Census division and state | Number | Rate | % change 1992–1996 | ||||
---|---|---|---|---|---|---|---|
1992 | 1995 | 1996 | 1992 | 1995 | 1996 | ||
Total | 1,528,930 | 1,363,690 | 1,365,730 | 25.9 | 22.9 | 22.9 | –12 |
New England | 78,360 | 71,940 | 71,280 | 25.2 | 23.6 | 23.5 | –7 |
Connecticut | 19,720 | 16,680 | 16,230 | 26.2 | 23 | 22.5 | –14 |
Maine | 4,200 | 2,690 | 2,700 | 14.7 | 9.6 | 9.7 | –34 |
Massachusetts | 40,660 | 41,190 | 41,160 | 28.4 | 29.2 | 29.3 | 3 |
New Hampshire | 3,890 | 3,240 | 3,470 | 14.6 | 12 | 12.7 | –13 |
Rhode Island | 6,990 | 5,720 | 5,420 | 30 | 25.5 | 24.4 | –19 |
Abortion financing
As of May 2018, women could get public funding for abortions in three specific cases: her life was in danger, the pregnancy was a result of rape or the pregnancy was a result of incest. In 2010, the state had three publicly funded abortions, of which were three federally funded and zero were state funded. As of May 2019, state Medicaid rules prohibited the use of state Medicaid funding for abortion services for poor women.
Abortion rights views and activities
Protests
Women from the state participated in marches supporting abortion rights as part of a #StoptheBans movement in May 2019.

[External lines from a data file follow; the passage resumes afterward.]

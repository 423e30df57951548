//! Key/value stores backing the pricing cache
//!
//! The store knows nothing about freshness; TTL handling lives in the
//! gateway. Values are opaque strings.

use async_trait::async_trait;
use llmcost_core::error::{LlmCostError, Result};
use std::collections::HashMap;
use std::io::{ErrorKind, Write};
use std::path::{Path, PathBuf};
use std::sync::Mutex;
use tempfile::NamedTempFile;
use tracing::debug;

/// Directory name used under the platform cache directory
const CACHE_DIR_NAME: &str = "llmcost";

/// String key/value store
#[async_trait]
pub trait CacheStore: Send + Sync {
    /// Read a value, `None` when the key is absent
    async fn get(&self, key: &str) -> Result<Option<String>>;

    /// Write a value, replacing any previous one
    async fn set(&self, key: &str, value: &str) -> Result<()>;

    /// Delete a value; deleting an absent key is not an error
    async fn remove(&self, key: &str) -> Result<()>;
}

/// Process-local store, used for `--no-cache` runs and tests
#[derive(Debug, Default)]
pub struct MemoryCacheStore {
    entries: Mutex<HashMap<String, String>>,
}

impl MemoryCacheStore {
    pub fn new() -> Self {
        Self::default()
    }

    fn lock(&self) -> std::sync::MutexGuard<'_, HashMap<String, String>> {
        // A poisoned map is still a valid map
        self.entries
            .lock()
            .unwrap_or_else(|poisoned| poisoned.into_inner())
    }
}

#[async_trait]
impl CacheStore for MemoryCacheStore {
    async fn get(&self, key: &str) -> Result<Option<String>> {
        Ok(self.lock().get(key).cloned())
    }

    async fn set(&self, key: &str, value: &str) -> Result<()> {
        self.lock().insert(key.to_string(), value.to_string());
        Ok(())
    }

    async fn remove(&self, key: &str) -> Result<()> {
        self.lock().remove(key);
        Ok(())
    }
}

/// One JSON file per key inside a cache directory
#[derive(Debug, Clone)]
pub struct FileCacheStore {
    dir: PathBuf,
}

impl FileCacheStore {
    /// Store rooted at an explicit directory
    pub fn new(dir: impl Into<PathBuf>) -> Self {
        Self { dir: dir.into() }
    }

    /// Store rooted at the platform cache directory
    ///
    /// # Errors
    ///
    /// Returns `LlmCostError::Config` if the platform has no cache directory
    pub fn default_location() -> Result<Self> {
        let base = dirs::cache_dir().ok_or_else(|| {
            LlmCostError::Config("could not determine the user cache directory".to_string())
        })?;
        Ok(Self::new(base.join(CACHE_DIR_NAME)))
    }

    pub fn dir(&self) -> &Path {
        &self.dir
    }

    /// File backing `key`; characters outside `[A-Za-z0-9._-]` become `_`
    pub fn path_for(&self, key: &str) -> PathBuf {
        let file_name: String = key
            .chars()
            .map(|c| {
                if c.is_ascii_alphanumeric() || matches!(c, '.' | '-' | '_') {
                    c
                } else {
                    '_'
                }
            })
            .collect();
        self.dir.join(format!("{file_name}.json"))
    }
}

#[async_trait]
impl CacheStore for FileCacheStore {
    async fn get(&self, key: &str) -> Result<Option<String>> {
        let path = self.path_for(key);
        match tokio::fs::read_to_string(&path).await {
            Ok(contents) => Ok(Some(contents)),
            Err(e) if e.kind() == ErrorKind::NotFound => Ok(None),
            Err(e) => Err(e.into()),
        }
    }

    async fn set(&self, key: &str, value: &str) -> Result<()> {
        tokio::fs::create_dir_all(&self.dir).await?;
        let path = self.path_for(key);
        let dir = self.dir.clone();
        let target = path.clone();
        let contents = value.to_owned();

        // Each writer gets its own temp file, renamed over the entry when complete
        tokio::task::spawn_blocking(move || -> std::io::Result<()> {
            let mut tmp = NamedTempFile::new_in(&dir)?;
            tmp.write_all(contents.as_bytes())?;
            tmp.persist(&target)?;
            Ok(())
        })
        .await
        .map_err(std::io::Error::other)??;

        debug!("Wrote cache entry {}", path.display());
        Ok(())
    }

    async fn remove(&self, key: &str) -> Result<()> {
        match tokio::fs::remove_file(self.path_for(key)).await {
            Ok(()) => Ok(()),
            Err(e) if e.kind() == ErrorKind::NotFound => Ok(()),
            Err(e) => Err(e.into()),
        }
    }
}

Anti-abortion views and activities
NH has several organizations that believe that abortion is the taking of a human life, and advocate for the civil rights. Some of these include:
- NH Right to Life
- NH Cornerstone
Violence
On July 3, 1989, a fire was started at the Feminist Health Center clinic in Concord, New Hampshire, on the day the U.S. Supreme Court upheld a Missouri law banning funding of public facilities as related to abortion. The clinic was set afire again on May 28, 2000, resulting in several thousand dollars' worth of damage. The case remains unsolved. This was the second arson at the clinic. On October 22, 2015, a Planned Parenthood clinic in Claremont, New Hampshire, was vandalized by a juvenile intruder. Damaged in the attack were computers, furniture, plumbing fixtures, office equipment, medical equipment, phone lines, windows, and walls. The flooding that resulted from the vandalism also damaged an adjacent business.
Footnotes
- ^ According to the Supreme Court's decision in Roe v. Wade:
Likewise, Black's Law Dictionary defines abortion as "knowing destruction" or "intentional expulsion or removal".(a) For the stage prior to approximately the end of the first trimester, the abortion decision and its effectuation must be left to the medical judgement of the pregnant woman's attending physician. (b) For the stage subsequent to approximately the end of the first trimester, the State, in promoting its interest in the health of the mother, may, if it chooses, regulate the abortion procedure in ways that are reasonably related to maternal health. (c) For the stage subsequent to viability, the State in promoting its interest in the potentiality of human life may, if it chooses, regulate, and even proscribe, abortion except where it is necessary, in appropriate medical judgement, for the preservation of the life or health of the mother.
- ^ "Arson suspected in abortion clinic fire". Amarillo Globe-News. Associated Press. May 30, 2000.